//! Commonly used types and traits

pub use crate::engine::{Engine, Outcome};
pub use crate::error::EngineError;
pub use crate::options::EngineOptions;
pub use crate::step::{from_fn, Step, StepName, StepOutput, StepRef};
// file: src/pipeline/stages.rs
// description: per-stage completion request construction from pipeline state
// reference: internal stage wiring

use crate::config::ModelRoster;
use crate::models::stage::Stage;
use crate::models::state::PipelineState;
use crate::prompts;
use crate::provider::CompletionRequest;

/// Build the provider request for one stage. Each arm reads exactly the
/// state fields that stage depends on; all of them come through defaulting
/// accessors, so an earlier failure shows up as empty input, not a crash.
pub fn build_request(
    stage: Stage,
    state: &PipelineState,
    spec_json: &str,
    models: &ModelRoster,
) -> CompletionRequest {
    let prompt = match stage {
        Stage::Planner => prompts::planner(spec_json),
        Stage::Creator => prompts::creator(spec_json, &state.blueprint_json()),
        Stage::Bugfix => prompts::bugfix(state.html().unwrap_or_default()),
        Stage::StudentInteraction => {
            prompts::student_interaction(spec_json, &state.blueprint_json())
        }
        Stage::IncorporateFeedback => prompts::incorporate_feedback(
            state.html().unwrap_or_default(),
            &state.feedback_text(),
        ),
        Stage::Review => prompts::review(state.html().unwrap_or_default()),
    };

    CompletionRequest {
        prompt,
        generation: models.for_stage(stage),
    }
}
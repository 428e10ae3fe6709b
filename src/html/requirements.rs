// file: src/html/requirements.rs
// description: single-file HTML minimum requirement checks and repairs
// reference: internal output validation

const VIEWPORT_META: &str =
    r#"<meta name="viewport" content="width=device-width, initial-scale=1.0">"#;

/// Check single-file HTML requirements. Returns one message per missing
/// requirement; an empty list means the document passes.
pub fn check_minimum_requirements(html: &str) -> Vec<String> {
    let lower = html.to_lowercase();
    let mut issues = Vec::new();

    if !lower.contains("<!doctype html>") {
        issues.push("Missing DOCTYPE declaration.".to_string());
    }

    if !lower.contains(r#"<meta name="viewport""#) {
        issues.push("Missing viewport meta tag for mobile.".to_string());
    }

    let has_controls = ["<input", "<button", "<select", "onclick", "addeventlistener"]
        .iter()
        .any(|control| lower.contains(control));
    if !has_controls {
        issues.push("No interactive controls found.".to_string());
    }

    if !lower.contains("<style>") && !lower.contains("style=") {
        issues.push("No styling found (inline or embedded).".to_string());
    }

    issues
}

/// Apply minimal fixes for missing basics: inject a viewport meta tag into
/// the head (or a new head right after the html tag) and prepend a DOCTYPE
/// when absent. Anything beyond that is the bug-fix stage's job.
pub fn enforce_minimum_requirements(html: &str) -> String {
    let mut html = html.to_string();
    let lower = html.to_lowercase();

    if !lower.contains(r#"<meta name="viewport""#) {
        if let Some(head_at) = lower.find("<head>") {
            let insert_at = head_at + "<head>".len();
            html.insert_str(insert_at, &format!("\n    {}", VIEWPORT_META));
        } else if let Some(html_at) = lower.find("<html>") {
            let insert_at = html_at + "<html>".len();
            html.insert_str(
                insert_at,
                &format!("\n<head>\n    {}\n</head>", VIEWPORT_META),
            );
        }
        // a fragment with neither tag is left for the doctype fix below
    }

    if !html.to_lowercase().contains("<!doctype") {
        html = format!("<!DOCTYPE html>\n{}", html);
    }

    html
}

#[cfg(test)]
mod tests {
    use super::*;

    const GOOD_PAGE: &str = concat!(
        "<!DOCTYPE html>\n<html>\n<head>\n",
        "    <meta name=\"viewport\" content=\"width=device-width, initial-scale=1.0\">\n",
        "    <style>body { margin: 0; }</style>\n</head>\n",
        "<body><button onclick=\"go()\">Start</button></body>\n</html>",
    );

    #[test]
    fn test_complete_page_has_no_issues() {
        assert!(check_minimum_requirements(GOOD_PAGE).is_empty());
    }

    #[test]
    fn test_missing_everything() {
        let issues = check_minimum_requirements("<p>just text</p>");
        assert_eq!(issues.len(), 4);
    }

    #[test]
    fn test_doctype_check_is_case_insensitive() {
        let issues = check_minimum_requirements("<!doctype HTML><html></html>");
        assert!(!issues.iter().any(|issue| issue.contains("DOCTYPE")));
    }

    #[test]
    fn test_enforce_injects_viewport_into_head() {
        let fixed = enforce_minimum_requirements("<!DOCTYPE html><html><head></head><body></body></html>");
        assert!(fixed.contains(r#"<meta name="viewport""#));
        let head_at = fixed.find("<head>").unwrap();
        let meta_at = fixed.find("<meta name=\"viewport\"").unwrap();
        assert!(meta_at > head_at);
    }

    #[test]
    fn test_enforce_creates_head_when_missing() {
        let fixed = enforce_minimum_requirements("<html><body></body></html>");
        assert!(fixed.contains("<head>"));
        assert!(fixed.contains(r#"<meta name="viewport""#));
        assert!(fixed.starts_with("<!DOCTYPE html>"));
    }

    #[test]
    fn test_enforce_prepends_doctype() {
        let fixed = enforce_minimum_requirements(GOOD_PAGE.trim_start_matches("<!DOCTYPE html>\n"));
        assert!(fixed.starts_with("<!DOCTYPE html>"));
    }

    #[test]
    fn test_enforce_is_idempotent_on_complete_page() {
        assert_eq!(enforce_minimum_requirements(GOOD_PAGE), GOOD_PAGE);
    }

    #[test]
    fn test_enforce_on_empty_input_yields_minimal_shell() {
        let fixed = enforce_minimum_requirements("");
        assert!(fixed.starts_with("<!DOCTYPE html>"));
    }
}
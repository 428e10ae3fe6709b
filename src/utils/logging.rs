// file: src/utils/logging.rs
// description: tracing subscriber setup and console status formatting

use colored::*;
use tracing_subscriber::{EnvFilter, fmt, prelude::*};

/// Install the global subscriber. An explicit `RUST_LOG` wins; otherwise
/// the verbose flag picks between info and debug. Source locations are
/// only printed when debugging.
pub fn init_logger(colored_output: bool, verbose: bool) {
    let default_level = if verbose { "debug" } else { "info" };
    let filter =
        EnvFilter::try_from_default_env().unwrap_or_else(|_| EnvFilter::new(default_level));

    let fmt_layer = fmt::layer()
        .compact()
        .with_target(false)
        .with_file(verbose)
        .with_line_number(verbose)
        .with_ansi(colored_output);

    tracing_subscriber::registry()
        .with(filter)
        .with(fmt_layer)
        .init();
}

pub fn format_success(msg: &str) -> String {
    format!("{} {}", "✓".green().bold(), msg.green())
}

pub fn format_warning(msg: &str) -> String {
    format!("{} {}", "⚠".yellow().bold(), msg.yellow())
}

■ ■ ■ ■ ■ ■ ■

* _TASK REQUIREMENTS_
Without altering a single word, write out the whole listing.

* _ANSWER TO THIS TASK_
//! Commonly used types and traits

pub use crate::engine::{Engine, Outcome};
pub use crate::error::EngineError;
pub use crate::options::EngineOptions;
pub use crate::step::{from_fn, Step, StepName, StepOutput, StepRef};
// file: src/pipeline/stages.rs
// description: per-stage completion request construction from pipeline state
// reference: internal stage wiring

use crate::config::ModelRoster;
use crate::models::stage::Stage;
use crate::models::state::PipelineState;
use crate::prompts;
use crate::provider::CompletionRequest;

/// Build the provider request for one stage. Each arm reads exactly the
/// state fields that stage depends on; all of them come through defaulting
/// accessors, so an earlier failure shows up as empty input, not a crash.
pub fn build_request(
    stage: Stage,
    state: &PipelineState,
    spec_json: &str,
    models: &ModelRoster,
) -> CompletionRequest {
    let prompt = match stage {
        Stage::Planner => prompts::planner(spec_json),
        Stage::Creator => prompts::creator(spec_json, &state.blueprint_json()),
        Stage::Bugfix => prompts::bugfix(state.html().unwrap_or_default()),
        Stage::StudentInteraction => {
            prompts::student_interaction(spec_json, &state.blueprint_json())
        }
        Stage::IncorporateFeedback => prompts::incorporate_feedback(
            state.html().unwrap_or_default(),
            &state.feedback_text(),
        ),
        Stage::Review => prompts::review(state.html().unwrap_or_default()),
    };

    CompletionRequest {
        prompt,
        generation: models.for_stage(stage),
    }
}
repository 428e10ae3fe6709b
filename src/html/requirements.rs
// file: src/html/requirements.rs
// description: single-file HTML minimum requirement checks and repairs
// reference: internal output validation

const VIEWPORT_META: &str =
    r#"<meta name="viewport" content="width=device-width, initial-scale=1.0">"#;

/// Check single-file HTML requirements. Returns one message per missing
/// requirement; an empty list means the document passes.
pub fn check_minimum_requirements(html: &str) -> Vec<String> {
    let lower = html.to_lowercase();
    let mut issues = Vec::new();

    if !lower.contains("<!doctype html>") {
        issues.push("Missing DOCTYPE declaration.".to_string());
    }

    if !lower.contains(r#"<meta name="viewport""#) {
        issues.push("Missing viewport meta tag for mobile.".to_string());
    }

    let has_controls = ["<input", "<button", "<select", "onclick", "addeventlistener"]
        .iter()
        .any(|control| lower.contains(control));
    if !has_controls {
        issues.push("No interactive controls found.".to_string());
    }

    if !lower.contains("<style>") && !lower.contains("style=") {
        issues.push("No styling found (inline or embedded).".to_string());
    }

    issues
}

/// Apply minimal fixes for missing basics: inject a viewport meta tag into
/// the head (or a new head right after the html tag) and prepend a DOCTYPE
/// when absent. Anything beyond that is the bug-fix stage's job.
pub fn enforce_minimum_requirements(html: &str) -> String {
    let mut html = html.to_string();
    let lower = html.to_lowercase();

    if !lower.contains(r#"<meta name="viewport""#) {
        if let Some(head_at) = lower.find("<head>") {
            let insert_at = head_at + "<head>".len();
            html.insert_str(insert_at, &format!("\n    {}", VIEWPORT_META));
        } else if let Some(html_at) = lower.find("<html>") {
            let insert_at = html_at + "<html>".len();
            html.insert_str(
                insert_at,
                &format!("\n<head>\n    {}\n</head>", VIEWPORT_META),
            );
        }
        // a fragment with neither tag is left for the doctype fix below
    }

    if !html.to_lowercase().contains("<!doctype") {
        html = format!("<!DOCTYPE html>\n{}", html);
    }

    html
}

#[cfg(test)]
mod tests {
    use super::*;

    const GOOD_PAGE: &str = concat!(
        "<!DOCTYPE html>\n<html>\n<head>\n",
        "    <meta name=\"viewport\" content=\"width=device-width, initial-scale=1.0\">\n",
        "    <style>body { margin: 0; }</style>\n</head>\n",
        "<body><button onclick=\"go()\">Start</button></body>\n</html>",
    );

    #[test]
    fn test_complete_page_has_no_issues() {
        assert!(check_minimum_requirements(GOOD_PAGE).is_empty());
    }

    #[test]
    fn test_missing_everything() {
        let issues = check_minimum_requirements("<p>just text</p>");
        assert_eq!(issues.len(), 4);
    }

    #[test]
    fn test_doctype_check_is_case_insensitive() {
        let issues = check_minimum_requirements("<!doctype HTML><html></html>");
        assert!(!issues.iter().any(|issue| issue.contains("DOCTYPE")));
    }

    #[test]
    fn test_enforce_injects_viewport_into_head() {
        let fixed = enforce_minimum_requirements("<!DOCTYPE html><html><head></head><body></body></html>");
        assert!(fixed.contains(r#"<meta name="viewport""#));
        let head_at = fixed.find("<head>").unwrap();
        let meta_at = fixed.find("<meta name=\"viewport\"").unwrap();
        assert!(meta_at > head_at);
    }

    #[test]
    fn test_enforce_creates_head_when_missing() {
        let fixed = enforce_minimum_requirements("<html><body></body></html>");
        assert!(fixed.contains("<head>"));
        assert!(fixed.contains(r#"<meta name="viewport""#));
        assert!(fixed.starts_with("<!DOCTYPE html>"));
    }

    #[test]
    fn test_enforce_prepends_doctype() {
        let fixed = enforce_minimum_requirements(GOOD_PAGE.trim_start_matches("<!DOCTYPE html>\n"));
        assert!(fixed.starts_with("<!DOCTYPE html>"));
    }

    #[test]
    fn test_enforce_is_idempotent_on_complete_page() {
        assert_eq!(enforce_minimum_requirements(GOOD_PAGE), GOOD_PAGE);
    }

    #[test]
    fn test_enforce_on_empty_input_yields_minimal_shell() {
        let fixed = enforce_minimum_requirements("");
        assert!(fixed.starts_with("<!DOCTYPE html>"));
    }
}
repository 428e10ae3fe6709b
filename src/utils/logging.rs
// file: src/utils/logging.rs
// description: tracing subscriber setup and console status formatting

use colored::*;
use tracing_subscriber::{EnvFilter, fmt, prelude::*};

/// Install the global subscriber. An explicit `RUST_LOG` wins; otherwise
/// the verbose flag picks between info and debug. Source locations are
/// only printed when debugging.
pub fn init_logger(colored_output: bool, verbose: bool) {
    let default_level = if verbose { "debug" } else { "info" };
    let filter =
        EnvFilter::try_from_default_env().unwrap_or_else(|_| EnvFilter::new(default_level));

    let fmt_layer = fmt::layer()
        .compact()
        .with_target(false)
        .with_file(verbose)
        .with_line_number(verbose)
        .with_ansi(colored_output);

    tracing_subscriber::registry()
        .with(filter)
        .with(fmt_layer)
        .init();
}

pub fn format_success(msg: &str) -> String {
    format!("{} {}", "✓".green().bold(), msg.green())
}

pub fn format_warning(msg: &str) -> String {
    format!("{} {}", "⚠".yellow().bold(), msg.yellow())
}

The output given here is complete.